Does the proposed budget put the government on a path to reduce the federal debt within a decade to a sustainable percentage of GDP? Given the fiscal outlook and the committee’s analysis of the many factors that affect economic outcomes, the committee believes that the lowest ratio that is economically manageable within a decade, as well as practically and politically feasible, is 60 percent.
Does the proposed budget align revenues and spending closely over the long term?
Does the proposed budget restrain health care cost growth and introduce changes now in the major entitlement programs and in other spending and tax policies that will have cumulative beneficial fiscal effects over time?
Does the budget include spending and revenue policies that are cost-effective and promote more efficient use of resources in both the public and private sectors?
Does the federal budget reflect a realistic assessment of the fiscal problems facing state and local governments?
The President and Congress share accountability for putting and keeping the federal budget on a sustainable path. The Office of Management and Budget and the Congressional Budget Office—as well as private organizations—can make major contributions to the needed reassessment of the nation’s fiscal course by regularly publishing projections of the long-term effects of the President’s budget and of major alternatives. Those projections can be used to assess the extent to which proposals are sustainable by the tests above.
The current federal budget process does not favor forward-looking assessment and management of the nation’s fiscal position. The committee finds that the present process gives too much weight to the interests of the current generation and too little weight to the interests of future generations.
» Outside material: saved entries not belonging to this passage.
//! Post-write pass turning same-site anchors of saved HTML files into pretty links.

use std::fs;
use std::io;
use std::path::{Path, PathBuf};

use kuchikiki::traits::*;
use tracing::{debug, info};

use crate::error::PrettifyError;
use crate::site::SiteContext;

const HTML_EXTENSION: &str = ".html";

/// Rewrites same-site anchors so they drop the `.html` extension.
#[derive(Debug, Clone)]
pub struct LinkPrettifier {
  base_url: String,
  index_document: String,
}

impl LinkPrettifier {
  /// Capture the base URL and index document of the site.
  pub fn new(site: &SiteContext) -> Self {
    Self {
      base_url: site.base_url_text.clone(),
      index_document: site.index_document.clone(),
    }
  }

  /// Prettify the links of one saved HTML file, overwriting it in place.
  pub fn rewrite(&self, file_path: &Path) -> Result<(), PrettifyError> {
    info!("{} > Removing html extension on internal links", file_path.display());
    let io_error = |source| PrettifyError::Io {
      path: file_path.to_path_buf(),
      source,
    };

    let html = fs::read_to_string(file_path).map_err(io_error)?;
    let (output, changed) = self.prettify_html(&html).map_err(io_error)?;
    fs::write(file_path, output).map_err(io_error)?;

    debug!("{}: {changed} links rewritten", file_path.display());
    Ok(())
  }

  /// Prettify every `.html` file below `root`, returning how many files were rewritten.
  pub fn rewrite_tree(&self, root: &Path) -> Result<usize, PrettifyError> {
    let mut files = Vec::new();
    collect_html_files(root, &mut files).map_err(|source| PrettifyError::Io {
      path: root.to_path_buf(),
      source,
    })?;
    files.sort();

    for file in &files {
      self.rewrite(file)?;
    }
    Ok(files.len())
  }

  /// Prettify the anchors of an HTML string, returning the serialised markup and the number
  /// of `href` attributes that changed.
  pub fn prettify_html(&self, html: &str) -> io::Result<(Vec<u8>, usize)> {
    let document = kuchikiki::parse_html().one(html);
    let mut changed = 0;

    for anchor in document
      .descendants()
      .elements()
      .filter(|element| &*element.name.local == "a")
    {
      let mut attributes = anchor.attributes.borrow_mut();
      let Some(href) = attributes.get("href") else {
        continue;
      };
      if href.is_empty() || !self.is_site_link(href) {
        continue;
      }

      if let Some(pretty) = prettify_href(href, &self.index_document) {
        attributes.insert("href", pretty);
        changed += 1;
      }
    }

    let mut bytes = Vec::new();
    document.serialize(&mut bytes)?;
    Ok((bytes, changed))
  }

  /// Relative or site-local hrefs, plus absolute hrefs under the base URL.
  fn is_site_link(&self, href: &str) -> bool {
    let external = href.starts_with("http") || href.starts_with("//");
    !external || href.starts_with(&self.base_url)
  }
}

/// Compute the pretty form of an href, or `None` when it stays as is.
///
/// The index document becomes `/` and a trailing `.html` (any case) is removed.
pub fn prettify_href(href: &str, index_document: &str) -> Option<String> {
  if href == index_document {
    return Some("/".to_string());
  }
  strip_html_extension(href).map(str::to_string)
}

fn strip_html_extension(href: &str) -> Option<&str> {
  let split = href.len().checked_sub(HTML_EXTENSION.len())?;
  let tail = href.get(split..)?;
  tail
    .eq_ignore_ascii_case(HTML_EXTENSION)
    .then(|| &href[..split])
}

fn collect_html_files(dir: &Path, files: &mut Vec<PathBuf>) -> io::Result<()> {
  for entry in fs::read_dir(dir)? {
    let entry = entry?;
    let path = entry.path();
    if entry.file_type()?.is_dir() {
      collect_html_files(&path, files)?;
    } else if path
      .extension()
      .is_some_and(|extension| extension == "html")
    {
      files.push(path);
    }
  }
  Ok(())
}

#[cfg(test)]
mod tests {
  use super::*;
  use tempfile::tempdir;
  use url::Url;

  fn prettifier() -> LinkPrettifier {
    let site = SiteContext::new(Url::parse("https://www.example.dk/").unwrap(), "out");
    LinkPrettifier::new(&site)
  }

  fn prettify(html: &str) -> String {
    let (bytes, _) = prettifier().prettify_html(html).unwrap();
    String::from_utf8(bytes).unwrap()
  }

  #[test]
  fn computes_pretty_hrefs() {
    assert_eq!(prettify_href("index.html", "index.html").as_deref(), Some("/"));
    assert_eq!(prettify_href("about.html", "index.html").as_deref(), Some("about"));
    assert_eq!(
      prettify_href("/team/Contact.HTML", "index.html").as_deref(),
      Some("/team/Contact")
    );
    assert_eq!(prettify_href("/docs/index.html", "index.html").as_deref(), Some("/docs/index"));
    assert_eq!(prettify_href("style.css", "index.html"), None);
    assert_eq!(prettify_href("page.html#top", "index.html"), None);
  }

  #[test]
  fn rewrites_relative_and_same_site_links() {
    let output = prettify(
      r#"<a href="index.html">Home</a><a href="about.html">About</a><a href="https://www.example.dk/contact.html">Contact</a>"#,
    );
    assert!(output.contains(r#"<a href="/">Home</a>"#));
    assert!(output.contains(r#"<a href="about">About</a>"#));
    assert!(output.contains(r#"<a href="https://www.example.dk/contact">Contact</a>"#));
  }

  #[test]
  fn leaves_external_links_untouched() {
    let output = prettify(
      r#"<a href="http://other.example/x.html">x</a><a href="//cdn.example/y.html">y</a><a href="">z</a>"#,
    );
    assert!(output.contains(r#"href="http://other.example/x.html""#));
    assert!(output.contains(r#"href="//cdn.example/y.html""#));
    assert!(output.contains(r#"href="""#));
  }

  #[test]
  fn reports_number_of_changed_links() {
    let (_, changed) = prettifier()
      .prettify_html(r#"<a href="a.html"></a><a href="b"></a><a>none</a>"#)
      .unwrap();
    assert_eq!(changed, 1);
  }

  #[test]
  fn rewrite_is_idempotent_on_disk() {
    let dir = tempdir().unwrap();
    let file = dir.path().join("index.html");
    fs::write(
      &file,
      "<!DOCTYPE html><html><head><title>Home</title></head><body><p>No links</p></body></html>",
    )
    .unwrap();

    let prettifier = prettifier();
    prettifier.rewrite(&file).unwrap();
    let once = fs::read(&file).unwrap();
    prettifier.rewrite(&file).unwrap();
    let twice = fs::read(&file).unwrap();

    assert_eq!(once, twice);
  }

  #[test]
  fn rewrite_reports_missing_file() {
    let dir = tempdir().unwrap();
    let err = prettifier().rewrite(&dir.path().join("missing.html")).unwrap_err();
    assert!(matches!(err, PrettifyError::Io { .. }));
  }

  #[test]
  fn rewrite_tree_visits_nested_html_files() {
    let dir = tempdir().unwrap();
    let nested = dir.path().join("about");
    fs::create_dir_all(&nested).unwrap();
    fs::write(dir.path().join("index.html"), r#"<a href="about/team.html">Team</a>"#).unwrap();
    fs::write(nested.join("team.html"), r#"<a href="index.html">Home</a>"#).unwrap();
    fs::write(nested.join("notes.txt"), r#"<a href="index.html">Home</a>"#).unwrap();

    let count = prettifier().rewrite_tree(dir.path()).unwrap();
    assert_eq!(count, 2);

    let root = fs::read_to_string(dir.path().join("index.html")).unwrap();
    let team = fs::read_to_string(nested.join("team.html")).unwrap();
    let notes = fs::read_to_string(nested.join("notes.txt")).unwrap();
    assert!(root.contains(r#"href="about/team""#));
    assert!(team.contains(r#"href="/""#));
    assert!(notes.contains(r#"href="index.html""#));
  }
}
If the process is an obstacle to prompt correct action, then the first step in dealing with the fiscal challenge is to reform it.
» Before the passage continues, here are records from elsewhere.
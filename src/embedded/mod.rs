//! Materialisation of assets referenced from inline application-initialisation attributes.
//!
//! Pages built on client-side frameworks sometimes pass server-generated handler URLs to
//! the application through an initialisation attribute instead of a regular `src`/`href`.
//! The crawler never sees those references, so this pass finds them, downloads the assets
//! and points the attribute at the saved copies.

mod extractor;
mod scan;

pub use extractor::EmbeddedAssetExtractor;
pub use scan::{
  AttributeRewrite, AttributeScan, apply_rewrites, asset_path_pattern, find_asset_paths,
  scan_document, substitute_asset_paths,
};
The committee favors reforming the budget process to make it more far
sighted and to establish a new regime of responsible budget stewardship. Under this new regime, leaders will be better prepared to take the political actions necessary to fairly represent the interests of the nation’s children and grandchildren and to avoid the potentially serious consequences of continuing on the present path.
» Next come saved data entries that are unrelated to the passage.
//! Reply augmentation — appends at most one call-to-action block to a generated reply.
//!
//! Rules:
//! 1. Markdown links the model emitted anyway are flattened to their label.
//! 2. If the reply still carries a hyperlink, nothing is appended.
//! 3. Business interest outranks travel-quote interest.
//! 4. A call-to-action whose URL already appears in the thread is skipped.

use std::str::FromStr;
use std::sync::LazyLock;

use regex::Regex;
use tracing::debug;

use crate::chat::link_guard::already_shared;
use crate::chat::models::{CallToAction, Conversation, IntentCategory, IntentFlags};

pub const DEFAULT_BUSINESS_FORM_URL: &str = "https://raythetravelpreneur.netlify.app/";
pub const DEFAULT_TRAVEL_QUOTE_FORM_URL: &str =
    "https://formoretravelstationquoteform.netlify.app/";

/// Order in which matched intents compete for the single call-to-action slot.
const PRECEDENCE: [IntentCategory; 2] = [IntentCategory::Business, IntentCategory::TravelQuote];

static MARKDOWN_LINK: LazyLock<Regex> =
    LazyLock::new(|| Regex::new(r"!?\[([^\]\n]*)\]\(([^)\s]*)\)").unwrap());

static HTML_ANCHOR: LazyLock<Regex> =
    LazyLock::new(|| Regex::new(r"(?i)<a\s[^>]*href\s*=").unwrap());

#[derive(Debug, Clone, Copy, Default, PartialEq, Eq)]
pub enum CtaFormat {
    #[default]
    Html,
    Plain,
}

impl FromStr for CtaFormat {
    type Err = String;

    fn from_str(s: &str) -> Result<Self, Self::Err> {
        match s.trim().to_ascii_lowercase().as_str() {
            "html" => Ok(CtaFormat::Html),
            "plain" => Ok(CtaFormat::Plain),
            other => Err(format!("unknown call-to-action format '{other}'")),
        }
    }
}

/// The two stock offers: the business page and the travel quote form.
pub fn default_catalog(business_url: &str, travel_quote_url: &str) -> Vec<CallToAction> {
    vec![
        CallToAction {
            category: IntentCategory::Business,
            url: business_url.to_string(),
            label: "Continue the conversation here".to_string(),
            lead_in: "The easiest next step is a quick form so Ray can follow up personally \
                      and walk you through how it works."
                .to_string(),
        },
        CallToAction {
            category: IntentCategory::TravelQuote,
            url: travel_quote_url.to_string(),
            label: "Request a travel quote".to_string(),
            lead_in: "If you would like a personalized quote, the easiest next step is a \
                      quick request form."
                .to_string(),
        },
    ]
}

#[derive(Debug, Clone)]
pub struct ReplyAugmenter {
    catalog: Vec<CallToAction>,
    format: CtaFormat,
    strip_markdown_links: bool,
}

impl ReplyAugmenter {
    pub fn new(catalog: Vec<CallToAction>, format: CtaFormat, strip_markdown_links: bool) -> Self {
        Self {
            catalog,
            format,
            strip_markdown_links,
        }
    }

    /// Picks the one call-to-action worth offering, if any.
    pub fn select_offer(
        &self,
        flags: &IntentFlags,
        conversation: &Conversation,
    ) -> Option<&CallToAction> {
        PRECEDENCE
            .iter()
            .filter(|category| flags.contains(**category))
            .filter_map(|category| self.catalog.iter().find(|c| c.category == *category))
            .find(|cta| !already_shared(conversation, &cta.url))
    }

    pub fn augment(&self, reply: &str, flags: &IntentFlags, conversation: &Conversation) -> String {
        let reply = if self.strip_markdown_links {
            strip_markdown_links(reply)
        } else {
            reply.to_string()
        };

        if has_hyperlink(&reply) {
            debug!("Reply already contains a hyperlink; skipping call-to-action");
            return reply;
        }

        match self.select_offer(flags, conversation) {
            Some(cta) => {
                debug!("Appending {:?} call-to-action", cta.category);
                format!("{reply}{}", render_block(cta, self.format))
            }
            None => reply,
        }
    }
}

/// Replaces `[label](url)` (and image syntax) with just the label.
pub fn strip_markdown_links(text: &str) -> String {
    MARKDOWN_LINK.replace_all(text, "${1}").into_owned()
}

/// Whether the text contains an HTML anchor with an href or a markdown link.
pub fn has_hyperlink(text: &str) -> bool {
    HTML_ANCHOR.is_match(text) || MARKDOWN_LINK.is_match(text)
}

fn render_block(cta: &CallToAction, format: CtaFormat) -> String {
    match format {
        CtaFormat::Html => format!(
            "\n<br><br>\n{}\n<br><br>\n<a href=\"{}\" target=\"_blank\" rel=\"noopener noreferrer\">\n{}\n</a>\n",
            cta.lead_in, cta.url, cta.label
        ),
        CtaFormat::Plain => format!("\n\n{}\n\n{}: {}", cta.lead_in, cta.label, cta.url),
    }
}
If action is taken soon, the country has a wide choice of options to help achieve fiscal sustainability. All are difficult; but if action is postponed, the options will be fewer and the choices will be even more difficult. With delay, the risk of a disruptive fiscal crisis will grow, and the standard of living experienced by everyone’s grandchildren is likely to be lower than it is for people today.
The challenges are formidable, but not impossible. If the nation accepts sacrifices in the short run, it will be much stronger, safer, and more prosperous in the long run.